On Monday, the National Communicable Disease Committee announced Thailand will use AstraZeneca vaccine as the second dose for people who have received a first dose of Sinovac. The jabs will be spaced 3-4 weeks apart to increase protection against the Delta variant. The new policy will be rolled out first for front-line medical staff, 618 of whom were infected despite receiving two doses of Sinovac.
Professor Yong Poovorawan, Head of the Centre of Excellence in Clinical Virology at Chulalongkorn University, said a first shot of Sinovac followed by a second shot of AstraZeneca was found to offer almost as much protection as two AstraZeneca shots.
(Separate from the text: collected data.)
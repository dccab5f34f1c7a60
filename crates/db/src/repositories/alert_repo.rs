//! Repositories for the `alert_preferences` and `scheduled_alerts` tables.

use sqlx::PgPool;
use startline_core::alert::AlertStatus;
use startline_core::types::{DbId, Timestamp};

use crate::models::alert::{AlertPreference, DueAlert, NewScheduledAlert, ScheduledAlert};

// ===========================================================================
// AlertPreferenceRepo
// ===========================================================================

const PREFERENCE_COLUMNS: &str = "\
    id, user_id, event_id, want_10min, want_5min, want_1min, updated_at";

/// CRUD for the `alert_preferences` table.
pub struct AlertPreferenceRepo;

impl AlertPreferenceRepo {
    /// Find the preference row for a (user, event) pair.
    pub async fn find(
        pool: &PgPool,
        user_id: DbId,
        event_id: DbId,
    ) -> Result<Option<AlertPreference>, sqlx::Error> {
        let query = format!(
            "SELECT {PREFERENCE_COLUMNS} FROM alert_preferences \
             WHERE user_id = $1 AND event_id = $2"
        );
        sqlx::query_as::<_, AlertPreference>(&query)
            .bind(user_id)
            .bind(event_id)
            .fetch_optional(pool)
            .await
    }

    /// Upsert the latest choices for a (user, event) pair. Latest write wins.
    pub async fn upsert(
        pool: &PgPool,
        user_id: DbId,
        event_id: DbId,
        want_10min: bool,
        want_5min: bool,
        want_1min: bool,
    ) -> Result<AlertPreference, sqlx::Error> {
        let query = format!(
            "INSERT INTO alert_preferences \
                 (user_id, event_id, want_10min, want_5min, want_1min) \
             VALUES ($1, $2, $3, $4, $5) \
             ON CONFLICT (user_id, event_id) \
             DO UPDATE SET want_10min = $3, want_5min = $4, want_1min = $5, \
                           updated_at = now() \
             RETURNING {PREFERENCE_COLUMNS}"
        );
        sqlx::query_as::<_, AlertPreference>(&query)
            .bind(user_id)
            .bind(event_id)
            .bind(want_10min)
            .bind(want_5min)
            .bind(want_1min)
            .fetch_one(pool)
            .await
    }
}

// ===========================================================================
// ScheduledAlertRepo
// ===========================================================================

const ALERT_COLUMNS: &str = "\
    id, user_id, event_id, alert_type, scheduled_for, status, sent_at, \
    error_message, created_at";

/// Lifecycle operations for the `scheduled_alerts` table.
pub struct ScheduledAlertRepo;

impl ScheduledAlertRepo {
    /// Replace all pending alerts for a (user, event) pair with a new set.
    ///
    /// Delete and insert run in one transaction so a failed insert cannot
    /// leave the pair with neither the old nor the new rows. Together with
    /// the partial unique index this upholds the "at most one pending row
    /// per lead-time bucket" invariant. Returns the number of rows created.
    pub async fn replace_pending(
        pool: &PgPool,
        user_id: DbId,
        event_id: DbId,
        alerts: &[NewScheduledAlert],
    ) -> Result<usize, sqlx::Error> {
        let mut tx = pool.begin().await?;

        sqlx::query(
            "DELETE FROM scheduled_alerts \
             WHERE user_id = $1 AND event_id = $2 AND status = 'pending'",
        )
        .bind(user_id)
        .bind(event_id)
        .execute(&mut *tx)
        .await?;

        for alert in alerts {
            sqlx::query(
                "INSERT INTO scheduled_alerts \
                     (user_id, event_id, alert_type, scheduled_for, status) \
                 VALUES ($1, $2, $3, $4, 'pending')",
            )
            .bind(user_id)
            .bind(event_id)
            .bind(alert.alert_type)
            .bind(alert.scheduled_for)
            .execute(&mut *tx)
            .await?;
        }

        tx.commit().await?;
        Ok(alerts.len())
    }

    /// List pending alerts for a (user, event) pair, soonest first.
    pub async fn list_pending(
        pool: &PgPool,
        user_id: DbId,
        event_id: DbId,
    ) -> Result<Vec<ScheduledAlert>, sqlx::Error> {
        let query = format!(
            "SELECT {ALERT_COLUMNS} FROM scheduled_alerts \
             WHERE user_id = $1 AND event_id = $2 AND status = 'pending' \
             ORDER BY scheduled_for ASC"
        );
        sqlx::query_as::<_, ScheduledAlert>(&query)
            .bind(user_id)
            .bind(event_id)
            .fetch_all(pool)
            .await
    }

    /// Atomically claim all pending alerts due in `[window_start, window_end)`
    /// and return them joined with event display data and channel state.
    ///
    /// The claim is part of the selection statement (`pending` -> `claimed`
    /// with `FOR UPDATE SKIP LOCKED`), so two overlapping dispatcher runs
    /// cannot both pick up the same row.
    pub async fn claim_due(
        pool: &PgPool,
        window_start: Timestamp,
        window_end: Timestamp,
    ) -> Result<Vec<DueAlert>, sqlx::Error> {
        sqlx::query_as::<_, DueAlert>(
            "WITH claimed AS ( \
                 UPDATE scheduled_alerts SET status = 'claimed' \
                 WHERE id IN ( \
                     SELECT id FROM scheduled_alerts \
                     WHERE status = 'pending' \
                       AND scheduled_for >= $1 AND scheduled_for < $2 \
                     FOR UPDATE SKIP LOCKED \
                 ) \
                 RETURNING id, user_id, event_id, alert_type, scheduled_for \
             ) \
             SELECT c.id, c.user_id, c.event_id, c.alert_type, c.scheduled_for, \
                    e.name AS event_name, e.registration_url, e.official_url, \
                    u.email, \
                    nc.push_enabled, nc.email_enabled, \
                    nc.push_endpoint, nc.push_p256dh, nc.push_auth \
             FROM claimed c \
             LEFT JOIN race_events e ON e.id = c.event_id \
             LEFT JOIN users u ON u.id = c.user_id \
             LEFT JOIN notification_channels nc ON nc.user_id = c.user_id \
             ORDER BY c.scheduled_for ASC",
        )
        .bind(window_start)
        .bind(window_end)
        .fetch_all(pool)
        .await
    }

    /// Fail claimed rows whose fire time is older than `cutoff`.
    ///
    /// A crash between claiming and terminal marking strands rows in
    /// `claimed`. This pass runs ahead of each claim so such rows surface as
    /// `failed` instead of sitting invisible forever; the alert itself is
    /// long past being useful by then, so no redelivery is attempted.
    /// Returns the number of rows expired.
    pub async fn expire_stale_claims(pool: &PgPool, cutoff: Timestamp) -> Result<u64, sqlx::Error> {
        let result = sqlx::query(
            "UPDATE scheduled_alerts \
             SET status = 'failed', error_message = 'claim expired without an outcome' \
             WHERE status = 'claimed' AND scheduled_for < $1",
        )
        .bind(cutoff)
        .execute(pool)
        .await?;
        Ok(result.rows_affected())
    }

    /// Move a claimed row to a terminal status.
    ///
    /// `sent_at` is recorded only for the `sent` outcome; failure statuses
    /// leave it NULL and carry `error_message` instead.
    pub async fn mark_terminal(
        pool: &PgPool,
        id: DbId,
        status: AlertStatus,
        now: Timestamp,
        error_message: Option<&str>,
    ) -> Result<(), sqlx::Error> {
        let sent_at = matches!(status, AlertStatus::Sent).then_some(now);
        sqlx::query(
            "UPDATE scheduled_alerts \
             SET status = $2, sent_at = $3, error_message = $4 \
             WHERE id = $1 AND status = 'claimed'",
        )
        .bind(id)
        .bind(status.as_str())
        .bind(sent_at)
        .bind(error_message)
        .execute(pool)
        .await?;
        Ok(())
    }
}
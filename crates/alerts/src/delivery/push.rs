//! Web Push delivery via an HTTP relay.
//!
//! [`PushDelivery`] hands the notification payload and the user's opaque
//! subscription to a push relay with a single JSON POST. The relay owns the
//! Web Push protocol details (encryption, endpoint delivery); this side only
//! carries the VAPID key pair it signs with. One attempt per invocation --
//! a missed push is tolerated, the next dispatcher run will not retry it.

use std::time::Duration;

use async_trait::async_trait;
use startline_core::notification::NotificationPayload;
use startline_db::models::user::PushSubscriptionInput;

/// HTTP request timeout for a single delivery attempt.
const REQUEST_TIMEOUT: Duration = Duration::from_secs(10);

// ---------------------------------------------------------------------------
// Error
// ---------------------------------------------------------------------------

/// Error type for push delivery failures.
#[derive(Debug, thiserror::Error)]
pub enum PushError {
    /// The underlying HTTP request failed (network, DNS, timeout, etc.).
    #[error("HTTP request failed: {0}")]
    Request(#[from] reqwest::Error),

    /// The relay returned a non-2xx status code.
    #[error("Push relay returned HTTP {0}")]
    HttpStatus(u16),
}

// ---------------------------------------------------------------------------
// PushChannel
// ---------------------------------------------------------------------------

/// Seam for the push channel so the dispatcher can be tested without a relay.
#[async_trait]
pub trait PushChannel: Send + Sync {
    /// Deliver one notification to one subscription.
    async fn deliver(
        &self,
        subscription: &PushSubscriptionInput,
        payload: &NotificationPayload,
    ) -> Result<(), PushError>;
}

// ---------------------------------------------------------------------------
// PushConfig
// ---------------------------------------------------------------------------

/// Configuration for the push relay.
#[derive(Debug, Clone)]
pub struct PushConfig {
    /// Relay endpoint that accepts `{subscription, payload}` POSTs.
    pub gateway_url: String,
    /// VAPID public key (shared with browser clients at subscribe time).
    pub vapid_public_key: String,
    /// VAPID private key, sent to the relay as a bearer credential.
    pub vapid_private_key: String,
}

impl PushConfig {
    /// Load configuration from environment variables.
    ///
    /// Returns `None` if any variable is missing, signalling that push
    /// delivery is not configured and the channel should be skipped.
    ///
    /// | Variable            | Required |
    /// |---------------------|----------|
    /// | `PUSH_GATEWAY_URL`  | yes      |
    /// | `VAPID_PUBLIC_KEY`  | yes      |
    /// | `VAPID_PRIVATE_KEY` | yes      |
    pub fn from_env() -> Option<Self> {
        Some(Self {
            gateway_url: std::env::var("PUSH_GATEWAY_URL").ok()?,
            vapid_public_key: std::env::var("VAPID_PUBLIC_KEY").ok()?,
            vapid_private_key: std::env::var("VAPID_PRIVATE_KEY").ok()?,
        })
    }
}

// ---------------------------------------------------------------------------
// PushDelivery
// ---------------------------------------------------------------------------

/// Sends notification payloads to the configured push relay.
pub struct PushDelivery {
    client: reqwest::Client,
    config: PushConfig,
}

impl PushDelivery {
    /// Create a new delivery service with a pre-configured HTTP client.
    pub fn new(config: PushConfig) -> Self {
        let client = reqwest::Client::builder()
            .timeout(REQUEST_TIMEOUT)
            .build()
            .expect("Failed to build reqwest HTTP client");
        Self { client, config }
    }
}

#[async_trait]
impl PushChannel for PushDelivery {
    async fn deliver(
        &self,
        subscription: &PushSubscriptionInput,
        payload: &NotificationPayload,
    ) -> Result<(), PushError> {
        let body = serde_json::json!({
            "subscription": subscription,
            "payload": payload,
            "vapid_public_key": self.config.vapid_public_key,
        });

        let response = self
            .client
            .post(&self.config.gateway_url)
            .bearer_auth(&self.config.vapid_private_key)
            .json(&body)
            .send()
            .await?;

        if !response.status().is_success() {
            return Err(PushError::HttpStatus(response.status().as_u16()));
        }

        tracing::debug!(endpoint = %subscription.endpoint, "Push notification relayed");
        Ok(())
    }
}

// ---------------------------------------------------------------------------
// Tests
// ---------------------------------------------------------------------------

#[cfg(test)]
mod tests {
    use super::*;

    #[test]
    fn new_does_not_panic() {
        let _delivery = PushDelivery::new(PushConfig {
            gateway_url: "https://push.example.com/send".into(),
            vapid_public_key: "pub".into(),
            vapid_private_key: "priv".into(),
        });
    }

    #[test]
    fn push_error_display_http_status() {
        let err = PushError::HttpStatus(410);
        assert_eq!(err.to_string(), "Push relay returned HTTP 410");
    }

    #[test]
    fn push_error_display_request() {
        // Build a reqwest error from an invalid URL.
        let req_err = reqwest::Client::new().get("://bad").build().unwrap_err();
        let err = PushError::Request(req_err);
        assert!(err.to_string().contains("HTTP request failed"));
    }
}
Data also showed it boosts immunity more quickly as the second jab can be administered sooner, after six weeks rather than 12, he explained. “We can’t wait 12 weeks in this outbreak where the disease is spreading fast,” he said.
Using a dose of inactivated vaccine like Sinovac followed by a vector-virus vaccine like AstraZeneca produced a strong immunity-booster response in 1,200 volunteers, said Yong. No severe adverse effects were reported by the volunteers, whose data was collected via the Mor Prom app.
“In this study, we not only measured immunity but also did an inhibition test [to measure the antibody response to viral infection] and found excellent results, averaging 95 per cent and 99 per cent in multiple cases,” he said.
Yong spoke a day after the World Health Organisation (WHO)’s top scientist, Soumya Swaminathan, called the strategy a “dangerous trend".
"We are in a bit of a data-free, evidence-free zone as far as mix-and-match," she said.